J'ai cherché dans la cage pour vérifier qu'elle n'aie pas pu se blesser avec un jouet ou autre chose mais je n'ai rien trouvé.
Je n'ose pas imaginer que sa soeur avec qui elle s'entendait si bien ait pu faire une chose pareille. Pensez vous que celà est possible ? pauvre puce mourir dans de telles conditions et moi je n'ai rien vu ni entendu.

Ou alors aurait-elle pu mourir de mort naturelle et sa soeur l'aurait mutilé après ?

Leur comportement n'avait pas changé ces derniers temps, la seule chose que j'ai constaté c'est que depuis que j'ai changé la litière de la cage la semaine dernière elles avaient déplacé leur nid qui d'habitude était dans la petite maison, mais là elles avaient construit un joli nid au plein centre de la cage... je me suis dit l'été il fait chaud elles préfèrent peut être dormir là. Bref pas d'explication  

Je me retrouve maintenant avec la petite "noisette" toute seule... va t-elle pouvoir survivre...
lui trouver une copine de son âge est possible mais il parait que c'est hyper compliqué l'entente entre femelles adultes... voire parfois impossible

Nous avons décidé avec ma fille d'être encore plus proche d'elle, l'occuper, jouer avec elle, mais celà ne remplacera jamais sa soeur... en journée elle est seule à présent.

----------


## Kilithan

c'est difficile à dire mais en effet je pense que sa sœur est pu lui faire ça lors d'une dispute, la mutilé après sa mort je ne sais pas. pour ce qui est de reprendre une copine faut faire la méthode de cohabitation prendre un aquarium divisé en 2 et mettre une de chaque coté de temps en temps échanger les cotés. je pense que la cohabitation a plus de chance de fonctionner avec un plus jeune mais rien est sur.

moi j'ai perdu un de mes 2 loulous qui étaient très soudé, ils avaient 2/3 ans. je me suis aussi posée la question de remettre un copain et j'ai décidé de ne pas le faire il va bien fait sa vie tranquille mange, et viens plus volontiers avec moi alors que c'était le plus en retrait des 2.

----------


## malie18

Bonjour  :Smile: 
Je ne peux pas vous répondre pour la mort de votre louloutte..
Par contre, je me suis déjà trouvé dans cette situation, à savoir la mort d'une de mes gerbilles, jusqu'alors en "couple" avec sa soeur depuis 3 ans.

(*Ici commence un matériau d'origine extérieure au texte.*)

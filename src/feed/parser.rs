use chrono::{DateTime, Utc};
use feed_rs::model::Entry;
use feed_rs::parser;
use serde::Serialize;
use thiserror::Error;

use super::description::DescriptionHtml;

pub const NO_TITLE: &str = "No Title";
pub const NO_DESCRIPTION: &str = "No Description";
pub const NO_LINK: &str = "#";
pub const NO_DATE: &str = "No Date";
pub const NO_SOURCE: &str = "No source";

/// Default display format for publication dates, e.g. "January 15, 2024".
pub const DEFAULT_DATE_FORMAT: &str = "%B %-d, %Y";

#[derive(Debug, Error)]
#[error("Feed could not be parsed: {0}")]
pub struct ParseError(#[from] parser::ParseFeedError);

/// One feed item, normalized for display.
///
/// Title, source, link and categories hold raw feed text; the two description
/// fields are already HTML. Missing fields carry their placeholder values.
#[derive(Debug, Clone, PartialEq, Eq, Serialize)]
pub struct FeedItemRecord {
    pub title: String,
    pub full_description_html: String,
    pub truncated_description_html: String,
    pub pub_date: String,
    pub source: String,
    pub link: String,
    pub categories: Vec<String>,
}

/// Parse feed bytes into display records, preserving document order.
///
/// Dates are rendered in UTC using the chrono `date_format`.
pub fn parse_feed(bytes: &[u8], date_format: &str) -> Result<Vec<FeedItemRecord>, ParseError> {
    let feed = parser::parse(bytes)?;

    let records = feed
        .entries
        .into_iter()
        .map(|entry| to_record(entry, date_format))
        .collect();

    Ok(records)
}

fn to_record(entry: Entry, date_format: &str) -> FeedItemRecord {
    let title =
        non_blank(entry.title.map(|t| t.content)).unwrap_or_else(|| NO_TITLE.to_string());
    let description = non_blank(entry.summary.map(|s| s.content))
        .unwrap_or_else(|| NO_DESCRIPTION.to_string());
    let link = non_blank(entry.links.into_iter().next().map(|l| l.href));

    // Only the first category element is read; it carries a comma-separated list
    let categories = entry
        .categories
        .first()
        .map(|c| split_categories(&c.term))
        .unwrap_or_default();

    let DescriptionHtml { full, truncated } = DescriptionHtml::from_text(&description);

    FeedItemRecord {
        title,
        full_description_html: full,
        truncated_description_html: truncated,
        pub_date: format_date(entry.published, date_format),
        source: link.clone().unwrap_or_else(|| NO_SOURCE.to_string()),
        link: link.unwrap_or_else(|| NO_LINK.to_string()),
        categories,
    }
}

fn non_blank(value: Option<String>) -> Option<String> {
    value.filter(|v| !v.trim().is_empty())
}

/// Split a comma-separated category list, trimming entries and dropping empties.
pub fn split_categories(text: &str) -> Vec<String> {
    text.split(',')
        .map(str::trim)
        .filter(|c| !c.is_empty())
        .map(str::to_string)
        .collect()
}

/// Format a publication date for display, or the placeholder when absent.
pub fn format_date(published: Option<DateTime<Utc>>, date_format: &str) -> String {
    match published {
        Some(dt) => dt.format(date_format).to_string(),
        None => NO_DATE.to_string(),
    }
}

#[cfg(test)]
mod tests {
    use super::*;
    use chrono::TimeZone;
    use pretty_assertions::assert_eq;

    fn rss(items: &str) -> String {
        format!(
            r#"<?xml version="1.0"?>
<rss version="2.0"><channel><title>Test</title>{items}</channel></rss>"#
        )
    }

    fn parse(items: &str) -> Vec<FeedItemRecord> {
        parse_feed(rss(items).as_bytes(), DEFAULT_DATE_FORMAT).unwrap()
    }

    #[test]
    fn test_complete_item() {
        let records = parse(
            r#"<item>
                <title>Hello</title>
                <description>First line
Second line</description>
                <link>https://example.com/hello</link>
                <category>Rust, Web ,, Feeds</category>
                <pubDate>Mon, 15 Jan 2024 10:00:00 GMT</pubDate>
            </item>"#,
        );

        assert_eq!(records.len(), 1);
        let record = &records[0];
        assert_eq!(record.title, "Hello");
        assert_eq!(
            record.full_description_html,
            "<p>First line</p><p>Second line</p>"
        );
        assert_eq!(record.truncated_description_html, "<p>First line...</p>");
        assert_eq!(record.link, "https://example.com/hello");
        assert_eq!(record.source, "https://example.com/hello");
        assert_eq!(record.categories, vec!["Rust", "Web", "Feeds"]);
        assert_eq!(record.pub_date, "January 15, 2024");
    }

    #[test]
    fn test_empty_item_uses_placeholders() {
        let records = parse("<item></item>");

        assert_eq!(records.len(), 1);
        let record = &records[0];
        assert_eq!(record.title, NO_TITLE);
        assert_eq!(record.full_description_html, "<p>No Description</p>");
        assert_eq!(record.truncated_description_html, "<p>No Description</p>");
        assert_eq!(record.link, NO_LINK);
        assert_eq!(record.source, NO_SOURCE);
        assert_eq!(record.pub_date, NO_DATE);
        assert!(record.categories.is_empty());
    }

    #[test]
    fn test_unparseable_date_uses_placeholder() {
        let records = parse("<item><title>T</title><pubDate>not a date</pubDate></item>");
        assert_eq!(records[0].pub_date, NO_DATE);
    }

    #[test]
    fn test_only_first_category_element_is_read() {
        let records = parse(
            "<item><title>T</title><category>a, b</category><category>c</category></item>",
        );
        assert_eq!(records[0].categories, vec!["a", "b"]);
    }

    #[test]
    fn test_items_keep_document_order() {
        let records = parse(
            "<item><title>One</title></item><item><title>Two</title></item><item><title>Three</title></item>",
        );
        let titles: Vec<_> = records.iter().map(|r| r.title.as_str()).collect();
        assert_eq!(titles, vec!["One", "Two", "Three"]);
    }

    #[test]
    fn test_empty_channel_has_no_records() {
        assert!(parse("").is_empty());
    }

    #[test]
    fn test_malformed_xml_is_error() {
        let result = parse_feed(b"<not valid xml", DEFAULT_DATE_FORMAT);
        assert!(result.is_err());
        assert!(result.unwrap_err().to_string().contains("could not be parsed"));
    }

    #[test]
    fn test_format_date_with_custom_format() {
        let dt = Utc.with_ymd_and_hms(2024, 3, 5, 8, 30, 0).unwrap();
        assert_eq!(format_date(Some(dt), "%Y-%m-%d"), "2024-03-05");
        assert_eq!(format_date(Some(dt), DEFAULT_DATE_FORMAT), "March 5, 2024");
        assert_eq!(format_date(None, "%Y-%m-%d"), NO_DATE);
    }

    #[test]
    fn test_split_categories_edge_cases() {
        assert!(split_categories("").is_empty());
        assert!(split_categories(" , ,").is_empty());
        assert_eq!(split_categories("single"), vec!["single"]);
    }
}
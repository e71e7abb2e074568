//! aerosort - Pluggable string comparison strategies for deterministic query ordering
//!
//! The ordering subsystem decides how text-typed dimension values sort during
//! query planning, execution, and result merging, and contributes a stable
//! byte discriminant to query-plan cache keys.

pub mod ordering;

pub use ordering::{OrderingError, OrderingResult, StringComparator};
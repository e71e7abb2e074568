//! # Ordering Errors

use thiserror::Error;

/// Result type for ordering operations
pub type OrderingResult<T> = Result<T, OrderingError>;

/// Ordering errors
#[derive(Debug, Clone, Error, PartialEq, Eq)]
pub enum OrderingError {
    /// A persisted comparator name did not resolve to a known strategy.
    /// Configuration error; there is no implicit default.
    #[error("Unknown string comparator: {0}")]
    UnknownComparator(String),

    /// The natural comparator was asked to compare text values. The caller
    /// should have dispatched on the column's native type; this is a caller
    /// bug, not a data error, and is raised as a panic rather than returned.
    #[error("compare is not supported by the natural comparator; dispatch on the column's native type")]
    NaturalCompareUnsupported,
}
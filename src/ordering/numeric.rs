//! Numeric string comparison
//!
//! Compares strings by the numbers they spell, not their characters.
//! Integer fast path first (most dimension values are integers), then
//! arbitrary-precision decimal so "1.0" and "1.00" compare equal, then a
//! lexicographic fallback so unparsable input still has a stable order.

use std::cmp::Ordering;
use std::str::FromStr;

use bigdecimal::BigDecimal;

/// Compares two strings by numeric value.
///
/// An operand that parses on neither path sorts before one that does; two
/// such operands fall back to lexicographic order.
pub(crate) fn compare(o1: &str, o2: &str) -> Ordering {
    let long1 = o1.parse::<i64>().ok();
    let long2 = o2.parse::<i64>().ok();

    if let (Some(l1), Some(l2)) = (long1, long2) {
        return l1.cmp(&l2);
    }

    // At least one side overflows i64 or is not an integer; an i64 that did
    // parse converts to decimal exactly.
    let bd1 = long1.map(BigDecimal::from).or_else(|| parse_decimal(o1));
    let bd2 = long2.map(BigDecimal::from).or_else(|| parse_decimal(o2));

    match (bd1, bd2) {
        (Some(bd1), Some(bd2)) => bd1.cmp(&bd2),
        // Both unparsable: lexicographic keeps the order well-defined
        // instead of collapsing everything unparsable into one rank.
        (None, None) => o1.cmp(o2),
        (None, Some(_)) => Ordering::Less,
        (Some(_), None) => Ordering::Greater,
    }
}

fn parse_decimal(input: &str) -> Option<BigDecimal> {
    BigDecimal::from_str(input).ok()
}

#[cfg(test)]
mod tests {
    use super::compare;
    use std::cmp::Ordering;

    #[test]
    fn test_integer_fast_path() {
        assert_eq!(compare("2", "10"), Ordering::Less);
        assert_eq!(compare("-5", "3"), Ordering::Less);
        assert_eq!(compare("42", "42"), Ordering::Equal);
    }

    #[test]
    fn test_decimal_fallback() {
        assert_eq!(compare("1.5", "2"), Ordering::Less);
        assert_eq!(compare("2.5", "2"), Ordering::Greater);
        assert_eq!(compare("-0.01", "0"), Ordering::Less);
    }

    #[test]
    fn test_equal_value_different_representation() {
        assert_eq!(compare("1.0", "1.00"), Ordering::Equal);
        assert_eq!(compare("0.5", ".5"), Ordering::Equal);
        assert_eq!(compare("1e2", "100"), Ordering::Equal);
    }

    #[test]
    fn test_values_beyond_i64() {
        assert_eq!(
            compare("9223372036854775808", "9223372036854775807"),
            Ordering::Greater
        );
        assert_eq!(
            compare("99999999999999999999", "100000000000000000000"),
            Ordering::Less
        );
    }

    #[test]
    fn test_unparsable_sorts_first() {
        assert_eq!(compare("abc", "10"), Ordering::Less);
        assert_eq!(compare("10", "abc"), Ordering::Greater);
    }

    #[test]
    fn test_both_unparsable_falls_back_to_lexicographic() {
        assert_eq!(compare("abc", "xyz"), "abc".cmp("xyz"));
        assert_eq!(compare("xyz", "abc"), Ordering::Greater);
        assert_eq!(compare("abc", "abc"), Ordering::Equal);
    }
}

Je vous conseille de ne pas chercher tout de suite à "remplacer" Nutella. Il vaut mieux d'abord observer le comportement de noisette.
Quand la mienne est morte, j'ai donné ses friandises préférées à celle qui me restait et je la sortait encore plus souvent, comme vous avez décidé de le faire.
Les premiers jours, elle avait l'air un peu triste et n'avait pas beaucoup d'entrain mais elle a très vite retrouvé de l'énergie et au final, elle qui était très effacée car la plus soumise des deux, est devenue beaucoup plus épanouie, intrépide et proche de moi après la mort de sa soeur.
Elle est morte deux ans après et je n'ai jamais regretté de l'avoir laissée "seule".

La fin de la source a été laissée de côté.